No findings of significance were identified.

1R23 Temporary Plant Modifications

a. Inspection Scope

(71111.23 - 1 sample)

The inspectors reviewed temporary modification TA-03-2-095 implemented to block the nuisance alarm in the control room from the Power Range Upper High Flux 6%

Deviation modules. CR-IP2-03-01988 identified that the nuisance alarms sounded several times a shift and were caused by two failed circuit cards (original cards supplied by Westinghouse). Because purchasing replacement cards requires a long lead time (July 2004 by the earliest) the licensee implemented temporary modification. The inspector reviewed: 1) the licensees evaluation to confirm that defeating the failed circuit card outputs would not adversely impact the protective and control functions of the nuclear instrumentation; and 2) the 10 CFR 50.59 screen-out evaluation was appropriate to the circumstances. The inspector also reviewed the engineering evaluations in the modification package to determine their adequacy. Finally, the inspector walked-down the affected nuclear instrumentation to confirm that the alarm defeat switch was indexed to the appropriate position.
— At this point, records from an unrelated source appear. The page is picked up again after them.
//! Local filesystem platform

use std::collections::HashMap;
use std::io::Read;
use std::path::{Component, Path, PathBuf};

use async_trait::async_trait;
use base64::{engine::general_purpose, Engine as _};
use chrono::{DateTime, Utc};
use percent_encoding::percent_decode_str;
use sha2::{Digest, Sha256};

use super::types::{DigestAlgorithm, FilePlatform, FileStat, PlatformError, ReadEncoding};
use crate::reference::{FileReference, OPAQUE_SCHEMES};

const NATIVE_BUFFER_SIZE: usize = 64 * 1024;

/// Platform backed by the local filesystem
///
/// Path references map straight to paths. Opaque `content://authority/...`
/// references are resolved against directories registered per authority,
/// and cannot be stat'ed.
#[derive(Debug, Clone)]
pub struct LocalPlatform {
    content_roots: HashMap<String, PathBuf>,
    native_digest: bool,
}

impl Default for LocalPlatform {
    fn default() -> Self {
        Self::new()
    }
}

impl LocalPlatform {
    /// Create a platform with the native digest primitive available
    #[must_use]
    pub fn new() -> Self {
        Self {
            content_roots: HashMap::new(),
            native_digest: true,
        }
    }

    /// Resolve `content://<authority>/...` references under `root`
    #[must_use]
    pub fn with_content_root(
        mut self,
        authority: impl Into<String>,
        root: impl Into<PathBuf>,
    ) -> Self {
        self.content_roots.insert(authority.into(), root.into());
        self
    }

    /// Enable or disable the native digest primitive
    #[must_use]
    pub fn with_native_digest(mut self, enabled: bool) -> Self {
        self.native_digest = enabled;
        self
    }

    /// Resolve a reference of either kind to a local path
    ///
    /// # Errors
    /// Returns `Unresolvable` for unknown authorities or escaping paths.
    pub fn resolve(&self, reference: &FileReference) -> Result<PathBuf, PlatformError> {
        if let Some(path) = reference.to_local_path() {
            return Ok(path);
        }

        let raw = reference.as_str();
        let rest = OPAQUE_SCHEMES
            .iter()
            .find_map(|scheme| raw.strip_prefix(scheme))
            .ok_or_else(|| PlatformError::Unresolvable(raw.to_string()))?;
        let rest = rest.split_once('?').map_or(rest, |(head, _)| head);
        let (authority, tail) = rest.split_once('/').unwrap_or((rest, ""));

        let root = self.content_roots.get(authority).ok_or_else(|| {
            PlatformError::Unresolvable(format!("unknown authority '{authority}'"))
        })?;

        let decoded = percent_decode_str(tail).decode_utf8_lossy();
        let relative = Path::new(decoded.as_ref());
        let escapes = relative.components().any(|c| {
            matches!(c, Component::ParentDir | Component::RootDir | Component::Prefix(_))
        });
        if escapes || relative.as_os_str().is_empty() {
            return Err(PlatformError::Unresolvable(raw.to_string()));
        }

        Ok(root.join(relative))
    }
}

fn digest_file(path: &Path) -> std::io::Result<String> {
    let mut file = std::fs::File::open(path)?;
    let mut hasher = Sha256::new();
    let mut buffer = vec![0u8; NATIVE_BUFFER_SIZE];

    loop {
        let read = file.read(&mut buffer)?;
        if read == 0 {
            break;
        }
        hasher.update(&buffer[..read]);
    }

    Ok(format!("{:x}", hasher.finalize()))
}

#[async_trait]
impl FilePlatform for LocalPlatform {
    async fn stat(&self, reference: &FileReference) -> Result<FileStat, PlatformError> {
        if reference.is_opaque() {
            return Err(PlatformError::Unsupported(format!(
                "stat on opaque reference {reference}"
            )));
        }

        let path = self.resolve(reference)?;
        let metadata = tokio::fs::metadata(&path)
            .await
            .map_err(|e| PlatformError::from_io(reference, &e))?;
        if !metadata.is_file() {
            return Err(PlatformError::Io(format!("{reference}: not a regular file")));
        }

        Ok(FileStat {
            size: metadata.len(),
            mime_type: None,
            last_modified: metadata.modified().ok().map(DateTime::<Utc>::from),
        })
    }

    async fn native_digest(
        &self,
        reference: &FileReference,
        algorithm: DigestAlgorithm,
    ) -> Result<String, PlatformError> {
        if !self.native_digest {
            return Err(PlatformError::Unsupported(format!(
                "native {algorithm} digest"
            )));
        }

        let path = self.resolve(reference)?;
        let hash = tokio::task::spawn_blocking(move || digest_file(&path))
            .await
            .map_err(|e| PlatformError::Io(format!("digest task failed: {e}")))?
            .map_err(|e| PlatformError::from_io(reference, &e))?;

        Ok(hash)
    }

    async fn read_encoded(
        &self,
        reference: &FileReference,
        encoding: ReadEncoding,
    ) -> Result<String, PlatformError> {
        let path = self.resolve(reference)?;
        let bytes = tokio::fs::read(&path)
            .await
            .map_err(|e| PlatformError::from_io(reference, &e))?;

        match encoding {
            ReadEncoding::Base64 => Ok(general_purpose::STANDARD.encode(bytes)),
        }
    }
}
Reference material consulted by the inspector included station procedures ENN-LI-101, 10 CFR 50.59 Review Process, and ENN-DC-136, Temporary Alterations.

b. Findings

No findings of significance were identified.

1EP4 Emergency Action Level and Emergency Plan Changes

a. Inspection Scope

(71114.04 - 1 sample)

An in-office inspection that reviewed recent changes to the Emergency Plan and Emergency Plan Implementing Procedures (EPIPs) was conducted on March 5-12, 2004. A thorough review was conducted for documents related to the risk significant planning standards (RSPS) and a general review was completed for non-RSPS documents. Numerous implementing procedures have been voided for the individual units because they have been incorporated into newer procedures under the combined emergency preparedness program. The review verified the changes satisfied the standards of 10 CFR 50.54(q), 10 CFR 50.47(b), the requirements of 10 CFR 50 Appendix E, the intent of NUREG-0654, Criteria for Preparation and Evaluation of Radiological Emergency Response Plans and Preparedness in Support of Nuclear Power Plants and that the changes did not decrease the effectiveness of the Emergency Plan. These changes are subject to future NRC inspections to ensure that as a result of these changes the Emergency Plan continues to meet NRC regulations.

b. Findings

No findings of significance were identified.

1EP6 Emergency Plan Drill

a. Inspection Scope

(71114.06 - 1 sample)

On February 4, 2004, the inspectors observed the licensees emergency response organization during an announced emergency preparedness training drill at Indian Point Unit 2. The simulated emergency included the activation of the Operations Support Center (OSC), Technical Support Center (TSC), Emergency Operations Facility (EOF),and the Joint News Center (JNC) after an Alert (simulated) was declared by the control room operators.

The inspectors observed the conduct of the exercise in the control room simulator, TSC, and EOF. The inspectors assessed licensed operator performance and the licensees adherence to EPIPs and their response to simulated degraded plant conditions. The inspectors verified licensee performance in classification, notification, and protective action recommendations. In addition to the drill, the inspectors observed the licensees controller critique and evaluated the licensees self-identification of weaknesses and deficiencies. CR-IP2-2004-00599 concluded that three of four performance indicator opportunities (classifications, notifications, and protective action recommendations) were successful. The inspectors compared the licensees identified findings against their observations. The inspectors' review included the following documents and procedures.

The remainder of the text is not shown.